Kevin Mei

I am a fifth-year Finance PhD student at The University of Texas at Austin, McCombs School of Business. My research interests include financial intermediation, financial technology, and macrofinance. 

Prior to joining the PhD program, I worked for Boston Consulting Group for five years and left as a Project Leader. My case experience is concentrated in the telecommunications industry, financial institutions, and pricing topics. 

Research

(Revise and Resubmit, American Economic Journal: Microeconomics)

We model a community platform where users learn the about quality of its services over time by using its native tokens. The key friction is users can buy tokens for services or trade them primarily for speculation. In the presence of network effects, this tension can cause learning traps where no user adopts the platform’s services because the risk-adjusted benefit of adoption is lower than that from speculation. Our model can be applied to any asset that derives value from network effects and suggests high token inflation and incentive schemes favoring service usage may be integral to sustaining user participation.

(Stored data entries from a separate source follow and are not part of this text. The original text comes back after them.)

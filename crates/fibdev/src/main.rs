//! fibdev: fixed-width Fibonacci calculator and device emulator.

use std::process::ExitCode;

use fibdev_lib::{app, config, errors};

fn main() -> ExitCode {
    let config = config::AppConfig::parse();

    let default_level = if config.verbose {
        tracing::Level::DEBUG
    } else {
        tracing::Level::WARN
    };
    tracing_subscriber::fmt()
        .with_writer(std::io::stderr)
        .with_env_filter(
            tracing_subscriber::EnvFilter::from_default_env().add_directive(default_level.into()),
        )
        .init();

    match app::run(&config) {
        Ok(()) => ExitCode::SUCCESS,
        Err(err) => {
            app::report_error(&config, &err);
            ExitCode::from(errors::exit_code(&err))
        }
    }
}
#![no_main]

use jsondom::{parse, stringify};
use libfuzzer_sys::fuzz_target;

// Feeds arbitrary text to the parser. Rejections must be clean errors;
// every accepted document must survive a serialize/parse round trip.
fuzz_target!(|data: &[u8]| {
    let Ok(text) = core::str::from_utf8(data) else {
        return;
    };
    if let Ok(value) = parse(text) {
        let canonical = stringify(&value);
        let reparsed = parse(&canonical).expect("canonical text must reparse");
        assert_eq!(reparsed, value);
    }
});
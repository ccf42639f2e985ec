//! `serde::Deserialize` for [`Value`].

use alloc::string::String;
use core::fmt;

use serde::de::{Deserialize, Deserializer, Error, MapAccess, SeqAccess, Visitor};

use crate::array::Array;
use crate::object::Object;
use crate::value::Value;

impl<'de> Deserialize<'de> for Value {
    fn deserialize<D>(deserializer: D) -> Result<Self, D::Error>
    where
        D: Deserializer<'de>,
    {
        struct ValueVisitor;

        impl<'de> Visitor<'de> for ValueVisitor {
            type Value = Value;

            fn expecting(&self, formatter: &mut fmt::Formatter<'_>) -> fmt::Result {
                formatter.write_str("any valid JSON value")
            }

            fn visit_bool<E>(self, v: bool) -> Result<Value, E>
            where
                E: Error,
            {
                Ok(Value::Boolean(v))
            }

            #[allow(clippy::cast_precision_loss)]
            fn visit_i64<E>(self, v: i64) -> Result<Value, E>
            where
                E: Error,
            {
                Ok(Value::Number(v as f64))
            }

            #[allow(clippy::cast_precision_loss)]
            fn visit_u64<E>(self, v: u64) -> Result<Value, E>
            where
                E: Error,
            {
                Ok(Value::Number(v as f64))
            }

            fn visit_f64<E>(self, v: f64) -> Result<Value, E>
            where
                E: Error,
            {
                Ok(Value::Number(v))
            }

            fn visit_str<E>(self, v: &str) -> Result<Value, E>
            where
                E: Error,
            {
                Ok(Value::String(String::from(v)))
            }

            fn visit_string<E>(self, v: String) -> Result<Value, E>
            where
                E: Error,
            {
                Ok(Value::String(v))
            }

            fn visit_unit<E>(self) -> Result<Value, E>
            where
                E: Error,
            {
                Ok(Value::Null)
            }

            fn visit_none<E>(self) -> Result<Value, E>
            where
                E: Error,
            {
                Ok(Value::Null)
            }

            fn visit_some<D>(self, deserializer: D) -> Result<Value, D::Error>
            where
                D: Deserializer<'de>,
            {
                Deserialize::deserialize(deserializer)
            }

            fn visit_seq<A>(self, mut seq: A) -> Result<Value, A::Error>
            where
                A: SeqAccess<'de>,
            {
                let mut array = Array::new();
                while let Some(element) = seq.next_element()? {
                    array.push(element);
                }
                Ok(Value::Array(array))
            }

            fn visit_map<A>(self, mut map: A) -> Result<Value, A::Error>
            where
                A: MapAccess<'de>,
            {
                // Members are appended in order; duplicate keys survive.
                let mut object = Object::new();
                while let Some((key, value)) = map.next_entry::<String, Value>()? {
                    object.push(key, value);
                }
                Ok(Value::Object(object))
            }
        }

        deserializer.deserialize_any(ValueVisitor)
    }
}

Presented at: University of Delaware and Philadelphia Fed Fintech and Financial Institutions Conference 2024


Through blockchain addresses used by ‘‘pig butchering’’ victims, we trace crypto flows and uncover methods commonly used by scammers to obfuscate their activities, including multiple transactions, swapping between cryptocurrencies through DeFi smart contracts, and bridging across blockchains. The perpetrators interact freely with major crypto exchanges, sending over 104,000 small potential inducement payments to build trust with victims. Funds exit the crypto network in large quantities, mostly in Tether, through less transparent but large exchanges—Binance, Huobi, and OKX. These criminal enterprises pay approximately 87 basis points in transaction fees and appear to have recently moved at least $75.3 billion into suspicious exchange deposit accounts, including $15.2 billion from exchanges commonly used by U.S. investors. Our findings highlight how the ‘‘reputable’’ crypto industry provides the common gateways and exit points for massive amounts of criminal capital flows. We hope these findings will help shed light on and ultimately stop these heinous crimes. 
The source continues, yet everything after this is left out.